Отряд черноморцев вторые сутки ожидал в Новой Ладоге переправы на ленинградскую сторону озера. Позади остался долгий путь из Крыма – через Ростов, Махачкалу и Астрахань. Губошлепый пароходишко неделю карабкался вверх по Волге, раздвигая туманы и первый ломкий ледок. Испуская последние пары, добрался, наконец, до Ульяновска. Здесь матросы застряли: не было вагонов. Жили в ложах и на галерке городского театра. Внизу же, в партере, гудел многоликий табор эвакуированных. Старики, женщины, детишки – из Белоруссии и Прибалтики, с Украины, из Псковщины и Смоленщины, уже горевших в огне войны. Чемоданы, корзины, баулы, но чаще всего – узлы, большие и малые, связанные в простынях и в платках, в скатертях, в одеяльцах и оконных гардинах. Скудный, бесхитростный и нередко случайный скарб, то, что попалось под руку, когда уходили поспешно от наступающего врага.
По утрам табор обычно редел, растекаясь по городу – к тощим базарам, к эвакопунктам, к булочным и столовым. Повсюду вытягивались очереди. В суете эвакопунктов выдавались продуктовые карточки, проездные билеты и направления в окрестные колхозы. Запах карболки разъедал воспаленные от бессонницы глаза служащих. А в театре желтели от духоты тусклые лампочки. Получив небогатый паек, матросы спускались в партер, делились с людьми краюшками хлеба, таранью и гречневым концентратом. Детишки молча, не благодаря, протягивали руки за хлебом, В их глазах появлялась тысячелетняя тоска. И Колька, глотая подступающий к горлу ком, думал с болью о том, что такая ж тоска колыхалась в глазах детей во время татарского ига или владычества польских магнатов… Люди говорили мало и скупо, понимая друг друга без слов, на немом языке всеобщего горя. Лишь поздно ночью партер, наконец, замирал.

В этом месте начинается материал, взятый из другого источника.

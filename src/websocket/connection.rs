//! WebSocket connection lifecycle management.
//!
//! [`ConnectionManager`] owns one persistent connection to the POS server:
//! it connects, performs the authentication handshake, pumps inbound frames
//! through the router, sends transport-level heartbeats, and reconnects with
//! exponential backoff and jitter after an abnormal close. The connection
//! state is published through a `watch` cell so UI code can observe
//! transitions without ever setting them directly.

use std::sync::{Arc, Mutex};
use std::time::{Duration, SystemTime, UNIX_EPOCH};

use futures_util::{SinkExt, StreamExt};
use tokio::sync::{mpsc, watch};
use tracing::{error, info, warn};
use tungstenite::Message as WsMessage;

use super::router::{ConnectionHealth, SyncEvent, route};
use super::{WsReader, WsWriter, commands, connect};
use crate::discovery::ServerConnection;
use crate::models::ClientRole;
use crate::models::order::OrderStatus;
use crate::{ComandaError, Result};

/// Initial backoff between reconnection attempts.
const INITIAL_BACKOFF: Duration = Duration::from_secs(3);

/// Maximum backoff between reconnection attempts.
const MAX_BACKOFF: Duration = Duration::from_secs(60);

/// Transport-level ping interval, well inside the health window so a
/// half-open connection is detected long before idle timeouts fire.
const HEARTBEAT_INTERVAL: Duration = Duration::from_secs(20);

/// How long to wait for the `auth_response` after sending `authenticate`.
const AUTH_TIMEOUT: Duration = Duration::from_secs(10);

/// Connection lifecycle state, observed by UI code through a `watch` cell.
///
/// Transitions happen only inside [`ConnectionManager`]; the client id is
/// scoped to one manager instance, never process-global.
#[derive(Debug, Clone, PartialEq, Eq)]
pub enum ConnectionState {
    Disconnected,
    Connecting,
    Connected { client_id: String, is_tunnel: bool },
    Error(String),
}

/// Commands sent from the application layer to the connection manager.
#[derive(Debug)]
pub enum ConnectionCommand {
    /// Acknowledge that the kitchen received an order.
    KitchenAck {
        order_id: String,
        order_number: String,
    },
    /// Transition an order's status.
    KitchenUpdate {
        order_id: String,
        status: OrderStatus,
    },
    /// Close the connection and stop the manager.
    Disconnect,
}

/// Why the reader loop exited.
enum DisconnectReason {
    /// The connection was lost or errored; the manager will reconnect.
    ConnectionError,
    /// A clean shutdown was requested.
    Shutdown,
}

/// Manages the WebSocket connection lifecycle including the authentication
/// handshake and reconnection with exponential backoff.
pub struct ConnectionManager {
    server: ServerConnection,
    role: ClientRole,
    token: Option<String>,
    events: mpsc::UnboundedSender<SyncEvent>,
    state: watch::Sender<ConnectionState>,
    cmd_rx: mpsc::UnboundedReceiver<ConnectionCommand>,
    health: Arc<Mutex<ConnectionHealth>>,
}

impl ConnectionManager {
    /// Creates a new connection manager.
    #[must_use]
    pub fn new(
        server: ServerConnection,
        role: ClientRole,
        token: Option<String>,
        events: mpsc::UnboundedSender<SyncEvent>,
        state: watch::Sender<ConnectionState>,
        cmd_rx: mpsc::UnboundedReceiver<ConnectionCommand>,
        health: Arc<Mutex<ConnectionHealth>>,
    ) -> Self {
        Self {
            server,
            role,
            token,
            events,
            state,
            cmd_rx,
            health,
        }
    }

    /// Runs the connection manager until a clean shutdown.
    ///
    /// `run` consumes the manager, so a second connect attempt on an
    /// already-connected instance is impossible by construction. An
    /// authentication rejection stops the manager instead of retrying:
    /// backoff cannot fix bad credentials.
    pub async fn run(mut self) {
        let mut backoff = INITIAL_BACKOFF;

        loop {
            self.state.send_replace(ConnectionState::Connecting);

            let url = self.server.ws_url(self.role);
            info!(url = %url, "connecting to POS server");
            let (mut write, mut read) = match connect(&url).await {
                Ok(pair) => pair,
                Err(e) => {
                    error!("connection failed: {e}");
                    self.state.send_replace(ConnectionState::Error(e.to_string()));
                    let delay = jittered(backoff);
                    info!(backoff_secs = delay.as_secs(), "backing off before retry");
                    tokio::time::sleep(delay).await;
                    backoff = (backoff * 2).min(MAX_BACKOFF);
                    continue;
                }
            };

            let client_id = match self.handshake(&mut write, &mut read).await {
                Ok(client_id) => client_id,
                Err(e @ ComandaError::AuthRejected(_)) => {
                    error!("{e}");
                    self.state.send_replace(ConnectionState::Error(e.to_string()));
                    return;
                }
                Err(e) => {
                    warn!("handshake failed: {e}");
                    self.state.send_replace(ConnectionState::Error(e.to_string()));
                    tokio::time::sleep(jittered(backoff)).await;
                    backoff = (backoff * 2).min(MAX_BACKOFF);
                    continue;
                }
            };

            info!(client_id, "authenticated with POS server");
            self.state.send_replace(ConnectionState::Connected {
                client_id,
                is_tunnel: self.server.is_tunnel,
            });
            lock(&self.health).on_connect();
            backoff = INITIAL_BACKOFF;

            // No delta continuity exists across reconnects: every fresh
            // connection requires a full reload of active orders.
            if self.events.send(SyncEvent::Resync).is_err() {
                return;
            }

            let reason = self.read_loop(&mut write, &mut read).await;
            lock(&self.health).on_disconnect();
            self.state.send_replace(ConnectionState::Disconnected);

            match reason {
                DisconnectReason::ConnectionError => {
                    let delay = jittered(backoff);
                    info!(backoff_secs = delay.as_secs(), "connection lost, backing off");
                    tokio::time::sleep(delay).await;
                    backoff = (backoff * 2).min(MAX_BACKOFF);
                }
                DisconnectReason::Shutdown => {
                    info!("connection manager shutting down");
                    return;
                }
            }
        }
    }

    /// Sends `authenticate` and waits for the matching `auth_response`.
    async fn handshake(&self, write: &mut WsWriter, read: &mut WsReader) -> Result<String> {
        commands::authenticate(write, self.token.as_deref()).await?;

        let reply = tokio::time::timeout(AUTH_TIMEOUT, async {
            while let Some(msg) = read.next().await {
                match msg? {
                    WsMessage::Text(text) => {
                        if let Some(SyncEvent::AuthResponse {
                            success,
                            client_id,
                            message,
                        }) = route(&text)
                        {
                            return match (success, client_id) {
                                (true, Some(client_id)) => Ok(client_id),
                                (true, None) => Err(ComandaError::AuthRejected(
                                    "auth_response missing client_id".to_string(),
                                )),
                                (false, _) => Err(ComandaError::AuthRejected(
                                    message.unwrap_or_else(|| "server refused token".to_string()),
                                )),
                            };
                        }
                        // Frames arriving before auth_response are dropped.
                    }
                    _ => {}
                }
            }
            Err(ComandaError::MalformedMessage(
                "connection closed during handshake".to_string(),
            ))
        })
        .await;

        match reply {
            Ok(result) => result,
            Err(_) => Err(ComandaError::MalformedMessage(
                "timed out waiting for auth_response".to_string(),
            )),
        }
    }

    /// Pumps frames and commands until disconnection or shutdown.
    ///
    /// Messages from a single connection are delivered in order; there is no
    /// message-level parallelism here by design.
    async fn read_loop(&mut self, write: &mut WsWriter, read: &mut WsReader) -> DisconnectReason {
        let mut heartbeat = tokio::time::interval(HEARTBEAT_INTERVAL);
        heartbeat.set_missed_tick_behavior(tokio::time::MissedTickBehavior::Delay);
        // The first tick fires immediately; skip it, we just connected.
        heartbeat.tick().await;

        loop {
            tokio::select! {
                msg = read.next() => {
                    match msg {
                        Some(Ok(WsMessage::Text(text))) => {
                            lock(&self.health).on_message();
                            match route(&text) {
                                Some(SyncEvent::Heartbeat) => {}
                                Some(event) => {
                                    if self.events.send(event).is_err() {
                                        return DisconnectReason::Shutdown;
                                    }
                                }
                                None => {}
                            }
                        }
                        Some(Ok(WsMessage::Ping(_) | WsMessage::Pong(_))) => {
                            lock(&self.health).on_message();
                        }
                        Some(Ok(_)) => {} // Binary/Close frames
                        Some(Err(e)) => {
                            warn!("websocket error: {e}");
                            return DisconnectReason::ConnectionError;
                        }
                        None => {
                            warn!("websocket stream ended");
                            return DisconnectReason::ConnectionError;
                        }
                    }
                }

                cmd = self.cmd_rx.recv() => {
                    match cmd {
                        Some(ConnectionCommand::KitchenAck { order_id, order_number }) => {
                            if let Err(e) = commands::send_kitchen_ack(write, &order_id, &order_number).await {
                                warn!("failed to send kitchen_ack: {e}");
                                return DisconnectReason::ConnectionError;
                            }
                        }
                        Some(ConnectionCommand::KitchenUpdate { order_id, status }) => {
                            if let Err(e) = commands::send_kitchen_update(write, &order_id, status).await {
                                warn!("failed to send kitchen_update: {e}");
                                return DisconnectReason::ConnectionError;
                            }
                        }
                        Some(ConnectionCommand::Disconnect) | None => {
                            return DisconnectReason::Shutdown;
                        }
                    }
                }

                _ = heartbeat.tick() => {
                    if write.send(WsMessage::Ping(Vec::new().into())).await.is_err() {
                        warn!("heartbeat ping failed");
                        return DisconnectReason::ConnectionError;
                    }
                }
            }
        }
    }
}

/// Locks the shared health cell, recovering from poisoning.
fn lock(health: &Mutex<ConnectionHealth>) -> std::sync::MutexGuard<'_, ConnectionHealth> {
    health.lock().unwrap_or_else(|poisoned| poisoned.into_inner())
}

/// Adds up to 25% of clock-noise jitter so a fleet of clients dropped by a
/// server restart does not reconnect in lockstep.
fn jittered(base: Duration) -> Duration {
    let nanos = SystemTime::now()
        .duration_since(UNIX_EPOCH)
        .map(|d| d.subsec_nanos())
        .unwrap_or(0);
    base + base.mul_f64(f64::from(nanos % 1000) / 4000.0)
}

#[cfg(test)]
mod tests {
    use super::*;

    #[test]
    fn jitter_stays_within_a_quarter_of_base() {
        let base = Duration::from_secs(4);
        for _ in 0..100 {
            let delay = jittered(base);
            assert!(delay >= base);
            assert!(delay <= base + Duration::from_secs(1));
        }
    }

    #[test]
    fn state_starts_disconnected() {
        let (tx, rx) = watch::channel(ConnectionState::Disconnected);
        assert_eq!(*rx.borrow(), ConnectionState::Disconnected);
        drop(tx);
    }
}
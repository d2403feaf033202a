//! Local shopping-cart state.
//!
//! The cart is the optimistic working copy of an order being assembled for
//! a table or takeout. Lines are keyed by `(product_id, modifiers, notes)` —
//! deliberately stricter than the reconciliation diff key, because within a
//! single cart two entries with the same product and notes but different
//! modifier sets are legitimately separate lines.

use rust_decimal::Decimal;
use tracing::warn;

use crate::models::catalog::Product;
use crate::models::order::{ItemChange, Modifier, Order, OrderItem};

/// One line of the cart.
#[derive(Debug, Clone)]
pub struct CartLine {
    pub product_id: String,
    pub product_name: String,
    pub unit_price: Decimal,
    pub quantity: u32,
    pub notes: String,
    pub modifiers: Vec<Modifier>,
}

impl CartLine {
    /// Unit price including modifier deltas.
    pub fn effective_price(&self) -> Decimal {
        self.modifiers
            .iter()
            .fold(self.unit_price, |price, m| price + m.price_delta)
    }

    /// Line subtotal.
    pub fn subtotal(&self) -> Decimal {
        self.effective_price() * Decimal::from(self.quantity)
    }

    fn same_line(&self, other: &CartLine) -> bool {
        self.product_id == other.product_id
            && self.notes == other.notes
            && sorted_modifier_ids(&self.modifiers) == sorted_modifier_ids(&other.modifiers)
    }
}

fn sorted_modifier_ids(modifiers: &[Modifier]) -> Vec<&str> {
    let mut ids: Vec<&str> = modifiers.iter().map(|m| m.id.as_str()).collect();
    ids.sort_unstable();
    ids
}

/// An ordered list of cart lines with merge-on-add semantics.
///
/// Purely local optimistic state: it is cleared only after the server
/// confirms the order, and preserved on failure so the user can retry.
#[derive(Debug, Default)]
pub struct Cart {
    lines: Vec<CartLine>,
}

impl Cart {
    pub fn new() -> Self {
        Self::default()
    }

    pub fn lines(&self) -> &[CartLine] {
        &self.lines
    }

    pub fn is_empty(&self) -> bool {
        self.lines.is_empty()
    }

    pub fn len(&self) -> usize {
        self.lines.len()
    }

    /// Adds a line; a line matching an existing key increments its quantity
    /// instead of appending a duplicate.
    pub fn add(&mut self, line: CartLine) {
        if line.quantity == 0 {
            return;
        }
        match self.lines.iter_mut().find(|held| held.same_line(&line)) {
            Some(held) => held.quantity += line.quantity,
            None => self.lines.push(line),
        }
    }

    /// Sets the quantity of the line at `index`; a quantity of zero or less
    /// removes the line entirely. A zero-quantity line never survives.
    pub fn set_quantity(&mut self, index: usize, quantity: i32) {
        if index >= self.lines.len() {
            return;
        }
        if quantity <= 0 {
            self.lines.remove(index);
        } else {
            self.lines[index].quantity = quantity as u32;
        }
    }

    /// Removes the line at `index`.
    pub fn remove(&mut self, index: usize) {
        if index < self.lines.len() {
            self.lines.remove(index);
        }
    }

    /// Cart total including modifier deltas.
    pub fn total(&self) -> Decimal {
        self.lines.iter().map(CartLine::subtotal).sum()
    }

    /// Empties the cart after a confirmed send.
    pub fn clear(&mut self) {
        self.lines.clear();
    }

    /// Converts the cart into order items for a create/update request.
    ///
    /// Change tags never appear here; they are `#[serde(skip)]` ephemeral
    /// state and the lines are built fresh.
    pub fn to_order_items(&self) -> Vec<OrderItem> {
        self.lines
            .iter()
            .map(|line| OrderItem {
                product_id: line.product_id.clone(),
                product_name: line.product_name.clone(),
                quantity: line.quantity,
                unit_price: line.unit_price,
                subtotal: line.subtotal(),
                notes: line.notes.clone(),
                modifiers: line.modifiers.clone(),
                change: ItemChange::Unchanged,
                previous_quantity: None,
            })
            .collect()
    }

    /// Rebuilds a cart from an existing order, e.g. to edit it.
    ///
    /// Items whose product is missing from the catalog are dropped with a
    /// log line; a partial cart beats a crashed edit screen.
    pub fn from_order(order: &Order, catalog: &[Product]) -> Self {
        let mut cart = Cart::new();
        for item in &order.items {
            if item.change == ItemChange::Removed {
                continue;
            }
            if !catalog.iter().any(|p| p.id == item.product_id) {
                warn!(
                    product_id = item.product_id,
                    order_id = order.id,
                    "unknown product in order, dropping line from cart"
                );
                continue;
            }
            cart.add(CartLine {
                product_id: item.product_id.clone(),
                product_name: item.product_name.clone(),
                unit_price: item.unit_price,
                quantity: item.quantity,
                notes: item.notes.clone(),
                modifiers: item.modifiers.clone(),
            });
        }
        cart
    }
}
//! Kitchen acknowledgment correlation tests.

use std::time::Duration;

use comanda::sync::acks::AckTracker;

#[test]
fn ack_clears_only_the_matching_order() {
    let mut acks = AckTracker::new();
    acks.track("42", "ORD-0042");
    acks.track("43", "ORD-0043");

    assert!(acks.resolve("42", true));
    assert!(!acks.is_pending("42"));
    assert!(acks.is_pending("43"));
}

#[test]
fn float_formatted_result_id_correlates() {
    let mut acks = AckTracker::new();
    acks.track("42", "ORD-0042");
    assert!(acks.resolve("42.0", true));
    assert!(acks.is_empty());
}

#[test]
fn negative_result_keeps_order_pending() {
    let mut acks = AckTracker::new();
    acks.track("42", "ORD-0042");
    assert!(!acks.resolve("42", false));
    assert!(acks.is_pending("42"));
}

#[test]
fn duplicate_resolution_is_idempotent() {
    let mut acks = AckTracker::new();
    acks.track("42", "ORD-0042");
    assert!(acks.resolve("42", true));
    assert!(!acks.resolve("42", true));
    assert!(!acks.resolve("99", true));
}

#[test]
fn unconfirmed_orders_surface_after_window() {
    let mut acks = AckTracker::new();
    acks.track("42", "ORD-0042");
    acks.track("43", "ORD-0043");

    // With a zero window everything tracked is already overdue.
    let stale = acks.unconfirmed(Duration::ZERO);
    assert_eq!(stale.len(), 2);

    // Nothing is overdue against a generous window.
    assert!(acks.unconfirmed(Duration::from_secs(3600)).is_empty());
}

#[test]
fn retracking_resets_the_resend_clock() {
    let mut acks = AckTracker::new();
    acks.track("42", "ORD-0042");
    // Manual resend: same order tracked again, still a single entry.
    acks.track("42", "ORD-0042");
    assert_eq!(acks.len(), 1);
    assert!(acks.is_pending("42"));
}
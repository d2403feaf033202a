//! Order and order-item models shared by the router, the reconciliation
//! engine, and the REST collaborators.
//!
//! An order's identity never changes across updates; only its fields do.
//! The per-item [`ItemChange`] tag is ephemeral reconciliation metadata:
//! it is recomputed on every pass and never serialized back to the server.

use chrono::{DateTime, Utc};
use rust_decimal::Decimal;
use serde::{Deserialize, Deserializer, Serialize};

/// Order lifecycle status.
#[derive(Debug, Clone, Copy, PartialEq, Eq, Serialize, Deserialize)]
#[serde(rename_all = "lowercase")]
pub enum OrderStatus {
    Pending,
    Preparing,
    Ready,
    Delivered,
    Paid,
    Cancelled,
}

/// Which channel created the order.
#[derive(Debug, Clone, Copy, Default, PartialEq, Eq, Serialize, Deserialize)]
#[serde(rename_all = "lowercase")]
pub enum OrderSource {
    #[default]
    Pos,
    Waiter,
    Web,
}

/// How an item changed relative to the previously held snapshot.
///
/// `Removed` items are retained in the merged item list so the UI can render
/// a struck-through line; they are dropped on the next reconciliation pass.
#[derive(Debug, Clone, Copy, Default, PartialEq, Eq)]
pub enum ItemChange {
    #[default]
    Unchanged,
    Added,
    Modified,
    Removed,
}

/// A modifier applied to an order item (e.g. "extra cheese"), carrying a
/// price delta relative to the base product price.
#[derive(Debug, Clone, Serialize, Deserialize)]
pub struct Modifier {
    #[serde(deserialize_with = "deserialize_id")]
    pub id: String,
    #[serde(default)]
    pub name: String,
    #[serde(default)]
    pub price_delta: Decimal,
}

/// A single line of an order.
#[derive(Debug, Clone, Serialize, Deserialize)]
pub struct OrderItem {
    #[serde(deserialize_with = "deserialize_id")]
    pub product_id: String,
    #[serde(default)]
    pub product_name: String,
    pub quantity: u32,
    #[serde(default)]
    pub unit_price: Decimal,
    #[serde(default)]
    pub subtotal: Decimal,
    #[serde(default)]
    pub notes: String,
    #[serde(default)]
    pub modifiers: Vec<Modifier>,
    /// Reconciliation tag; never sent back to the server.
    #[serde(skip)]
    pub change: ItemChange,
    /// Quantity before the change when `change == Modified`.
    #[serde(skip)]
    pub previous_quantity: Option<u32>,
}

impl OrderItem {
    /// Identity key for item matching across snapshots.
    ///
    /// Two items are "the same" line iff product and notes match exactly.
    /// Items with identical product and notes added separately collapse into
    /// one logical line with summed quantity.
    pub fn diff_key(&self) -> (&str, &str) {
        (&self.product_id, &self.notes)
    }
}

/// An order as broadcast by the POS server.
#[derive(Debug, Clone, Serialize, Deserialize)]
pub struct Order {
    #[serde(deserialize_with = "deserialize_id")]
    pub id: String,
    pub order_number: String,
    pub status: OrderStatus,
    #[serde(default, skip_serializing_if = "Option::is_none")]
    pub table_number: Option<String>,
    #[serde(default)]
    pub items: Vec<OrderItem>,
    #[serde(default)]
    pub source: OrderSource,
    #[serde(default)]
    pub created_at: Option<DateTime<Utc>>,
    #[serde(default)]
    pub updated_at: Option<DateTime<Utc>>,
}

/// Normalizes a wire-encoded order/product ID to its canonical integer-string
/// form.
///
/// Numeric IDs that cross a JSON-number boundary can arrive float-formatted
/// (`"39.0"`); the trailing fraction must be stripped before the value is
/// used as a lookup key anywhere, or identity matching silently breaks.
/// Idempotent: already-canonical IDs pass through unchanged.
pub fn normalize_id(raw: &str) -> String {
    if let Some((integer, fraction)) = raw.split_once('.')
        && !integer.is_empty()
        && !fraction.is_empty()
        && integer.chars().all(|c| c.is_ascii_digit())
        && fraction.chars().all(|c| c == '0')
    {
        return integer.to_string();
    }
    raw.to_string()
}

/// Deserializes an ID that may arrive as a JSON string or number, applying
/// [`normalize_id`].
pub(crate) fn deserialize_id<'de, D>(deserializer: D) -> Result<String, D::Error>
where
    D: Deserializer<'de>,
{
    let value = serde_json::Value::deserialize(deserializer)?;
    match value {
        serde_json::Value::String(s) => Ok(normalize_id(&s)),
        serde_json::Value::Number(n) => Ok(normalize_id(&n.to_string())),
        other => Err(serde::de::Error::custom(format!(
            "expected string or number id, got {other}"
        ))),
    }
}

Сотни людей, тесно примостившись друг к другу, располагались на полу и уходили в свои думы и в свое одиночество. На узлах и корзинах, сжавшись в комочки, спали тревожно дети – всхлипывая и вскрикивая в забытьи. В десяток мальчишеских лет, видать, бродили уже над ними безжалостные солдатские сны. Беззвучно, чтобы не разбудить детишек, плакали по ночам, сиротливо и безнадежно, матери. И казалось: в плотной, нагретой духоте, повисшей тягучим туманом, бредило само время – горячечным шепотом детей, слезами женщин и тоскливой, бездумной неподвижностью стариков.
Старший по отряду, мичман Рябошапко, со злостью бросал:
– Ежели завтра не дадут вагонов, набыо коменданту вокзала морду.
– Этак, товарищ мичман, можно и в штрафной батальон угодить, – равнодушно замечал кто-то из матросов.
– Штрафной батальон, – презрительно цедил мичман. – Лучше уж воевать штрафником, чем бить байбаки в тылу и смотреть на такое, – кивал он на партер.
Но и на следующий день вагонов не давали.
Матросы бродили по городу, а Колька с Петром Лемехом чаще всего уходили к Волге и там, с крутого, обрывистого берега подолгу глядели в заречье, затянутое серой октябрьской хмурью. Петро вздыхал, вспоминая родной городок: на таком же крутом берегу стоял Стожарский маяк, тот маяк, возле которого знал Петро каждую травинку. По утрам, когда гасил он, бывало, огонь, вот так же глядел он в знакомую степь, слушая вскрики перепелов, вдыхая мягкую одурь полыни. Бывало…. А что там теперь? И перед Лемехом, вместо ответа, вставало тупое, короткое слово: немец. Он снова вздыхал и отворачивался от друга. Знал: не любит Колька разговоров о Стожарске, прячет в себе и думы свои, и боль.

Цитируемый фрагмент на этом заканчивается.